### [ASSIGNED TASK]
Your task is to print the listing exactly as it stands.
---*---
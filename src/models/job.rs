//! Provisioning job model: the pollable record behind a token.

use chrono::{DateTime, Utc};
use serde::{Deserialize, Serialize};
use std::collections::BTreeMap;
use std::fmt;
use uuid::Uuid;

/// Opaque handle returned at submission time
#[derive(Debug, Clone, PartialEq, Eq, Hash, Serialize, Deserialize)]
#[serde(transparent)]
pub struct JobToken(String);

impl JobToken {
    pub fn generate() -> Self {
        Self(Uuid::new_v4().to_string())
    }

    pub fn as_str(&self) -> &str {
        &self.0
    }
}

impl From<String> for JobToken {
    fn from(value: String) -> Self {
        Self(value)
    }
}

impl From<&str> for JobToken {
    fn from(value: &str) -> Self {
        Self(value.to_string())
    }
}

impl fmt::Display for JobToken {
    fn fmt(&self, f: &mut fmt::Formatter<'_>) -> fmt::Result {
        f.write_str(&self.0)
    }
}

#[derive(Debug, Clone, Copy, PartialEq, Eq, Hash, Serialize, Deserialize)]
#[serde(rename_all = "SCREAMING_SNAKE_CASE")]
pub enum JobStatus {
    Running,
    Completed,
    Failed,
}

impl JobStatus {
    /// Terminal states are absorbing
    pub fn is_terminal(&self) -> bool {
        matches!(self, Self::Completed | Self::Failed)
    }
}

impl fmt::Display for JobStatus {
    fn fmt(&self, f: &mut fmt::Formatter<'_>) -> fmt::Result {
        match self {
            Self::Running => write!(f, "RUNNING"),
            Self::Completed => write!(f, "COMPLETED"),
            Self::Failed => write!(f, "FAILED"),
        }
    }
}

/// One entry of the presentation info shown to users
#[derive(Debug, Clone, PartialEq, Eq, Serialize, Deserialize)]
pub struct InfoEntry {
    #[serde(rename = "type")]
    pub entry_type: InfoEntryType,
    pub label: String,
    pub value: String,
    #[serde(skip_serializing_if = "Option::is_none")]
    pub href: Option<String>,
}

#[derive(Debug, Clone, Copy, PartialEq, Eq, Serialize, Deserialize)]
#[serde(rename_all = "lowercase")]
pub enum InfoEntryType {
    String,
    Link,
}

impl InfoEntry {
    pub fn text(label: impl Into<String>, value: impl Into<String>) -> Self {
        Self {
            entry_type: InfoEntryType::String,
            label: label.into(),
            value: value.into(),
            href: None,
        }
    }

    pub fn link(label: impl Into<String>, value: impl Into<String>, href: impl Into<String>) -> Self {
        Self {
            entry_type: InfoEntryType::Link,
            label: label.into(),
            value: value.into(),
            href: Some(href.into()),
        }
    }
}

/// Key → entry map surfaced with a completed job
pub type ProvisioningInfo = BTreeMap<String, InfoEntry>;

/// Status record of a submitted request
#[derive(Debug, Clone, PartialEq, Serialize, Deserialize)]
#[serde(rename_all = "camelCase")]
pub struct ProvisioningJob {
    pub token: JobToken,
    pub status: JobStatus,
    pub result_message: String,
    #[serde(skip_serializing_if = "Option::is_none")]
    pub info: Option<ProvisioningInfo>,
    /// Descriptor updates proposed by reverse provisioning
    #[serde(skip_serializing_if = "Option::is_none")]
    pub updates: Option<serde_json::Value>,
    pub submitted_at: DateTime<Utc>,
    #[serde(skip_serializing_if = "Option::is_none")]
    pub completed_at: Option<DateTime<Utc>>,
}

impl ProvisioningJob {
    pub fn running(token: JobToken) -> Self {
        Self {
            token,
            status: JobStatus::Running,
            result_message: String::new(),
            info: None,
            updates: None,
            submitted_at: Utc::now(),
            completed_at: None,
        }
    }

    /// Terminal record for a token nobody issued
    pub fn not_found(token: JobToken) -> Self {
        let message = format!("No provisioning job found for token '{token}'");
        Self {
            token,
            status: JobStatus::Failed,
            result_message: message,
            info: None,
            updates: None,
            submitted_at: Utc::now(),
            completed_at: Some(Utc::now()),
        }
    }

    pub fn completed(mut self, message: impl Into<String>, info: Option<ProvisioningInfo>) -> Self {
        self.status = JobStatus::Completed;
        self.result_message = message.into();
        self.info = info;
        self.completed_at = Some(Utc::now());
        self
    }

    pub fn failed(mut self, message: impl Into<String>) -> Self {
        self.status = JobStatus::Failed;
        self.result_message = message.into();
        self.completed_at = Some(Utc::now());
        self
    }

    pub fn with_updates(mut self, updates: serde_json::Value) -> Self {
        self.updates = Some(updates);
        self
    }
}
---*---
### [RESPONSE TO THE TASK]
filename src/models/job.rs
//! Provisioning job model: the pollable record behind a token.

use chrono::{DateTime, Utc};
use serde::{Deserialize, Serialize};
use std::collections::BTreeMap;
use std::fmt;
use uuid::Uuid;

/// Opaque handle returned at submission time
#[derive(Debug, Clone, PartialEq, Eq, Hash, Serialize, Deserialize)]
#[serde(transparent)]
pub struct JobToken(String);

impl JobToken {
    pub fn generate() -> Self {
        Self(Uuid::new_v4().to_string())
    }

    pub fn as_str(&self) -> &str {
        &self.0
    }
}

impl From<String> for JobToken {
    fn from(value: String) -> Self {
        Self(value)
    }
}

impl From<&str> for JobToken {
    fn from(value: &str) -> Self {
        Self(value.to_string())
    }
}

impl fmt::Display for JobToken {
    fn fmt(&self, f: &mut fmt::Formatter<'_>) -> fmt::Result {
        f.write_str(&self.0)
    }
}

#[derive(Debug, Clone, Copy, PartialEq, Eq, Hash, Serialize, Deserialize)]
#[serde(rename_all = "SCREAMING_SNAKE_CASE")]
pub enum JobStatus {
    Running,
    Completed,
    Failed,
}

impl JobStatus {
    /// Terminal states are absorbing
    pub fn is_terminal(&self) -> bool {
        matches!(self, Self::Completed | Self::Failed)
    }
}

impl fmt::Display for JobStatus {
    fn fmt(&self, f: &mut fmt::Formatter<'_>) -> fmt::Result {
        match self {
            Self::Running => write!(f, "RUNNING"),
            Self::Completed => write!(f, "COMPLETED"),
            Self::Failed => write!(f, "FAILED"),
        }
    }
}

/// One entry of the presentation info shown to users
#[derive(Debug, Clone, PartialEq, Eq, Serialize, Deserialize)]
pub struct InfoEntry {
    #[serde(rename = "type")]
    pub entry_type: InfoEntryType,
    pub label: String,
    pub value: String,
    #[serde(skip_serializing_if = "Option::is_none")]
    pub href: Option<String>,
}

#[derive(Debug, Clone, Copy, PartialEq, Eq, Serialize, Deserialize)]
#[serde(rename_all = "lowercase")]
pub enum InfoEntryType {
    String,
    Link,
}

impl InfoEntry {
    pub fn text(label: impl Into<String>, value: impl Into<String>) -> Self {
        Self {
            entry_type: InfoEntryType::String,
            label: label.into(),
            value: value.into(),
            href: None,
        }
    }

    pub fn link(label: impl Into<String>, value: impl Into<String>, href: impl Into<String>) -> Self {
        Self {
            entry_type: InfoEntryType::Link,
            label: label.into(),
            value: value.into(),
            href: Some(href.into()),
        }
    }
}

/// Key → entry map surfaced with a completed job
pub type ProvisioningInfo = BTreeMap<String, InfoEntry>;

/// Status record of a submitted request
#[derive(Debug, Clone, PartialEq, Serialize, Deserialize)]
#[serde(rename_all = "camelCase")]
pub struct ProvisioningJob {
    pub token: JobToken,
    pub status: JobStatus,
    pub result_message: String,
    #[serde(skip_serializing_if = "Option::is_none")]
    pub info: Option<ProvisioningInfo>,
    /// Descriptor updates proposed by reverse provisioning
    #[serde(skip_serializing_if = "Option::is_none")]
    pub updates: Option<serde_json::Value>,
    pub submitted_at: DateTime<Utc>,
    #[serde(skip_serializing_if = "Option::is_none")]
    pub completed_at: Option<DateTime<Utc>>,
}

impl ProvisioningJob {
    pub fn running(token: JobToken) -> Self {
        Self {
            token,
            status: JobStatus::Running,
            result_message: String::new(),
            info: None,
            updates: None,
            submitted_at: Utc::now(),
            completed_at: None,
        }
    }

    /// Terminal record for a token nobody issued
    pub fn not_found(token: JobToken) -> Self {
        let message = format!("No provisioning job found for token '{token}'");
        Self {
            token,
            status: JobStatus::Failed,
            result_message: message,
            info: None,
            updates: None,
            submitted_at: Utc::now(),
            completed_at: Some(Utc::now()),
        }
    }

    pub fn completed(mut self, message: impl Into<String>, info: Option<ProvisioningInfo>) -> Self {
        self.status = JobStatus::Completed;
        self.result_message = message.into();
        self.info = info;
        self.completed_at = Some(Utc::now());
        self
    }

    pub fn failed(mut self, message: impl Into<String>) -> Self {
        self.status = JobStatus::Failed;
        self.result_message = message.into();
        self.completed_at = Some(Utc::now());
        self
    }

    pub fn with_updates(mut self, updates: serde_json::Value) -> Self {
        self.updates = Some(updates);
        self
    }
}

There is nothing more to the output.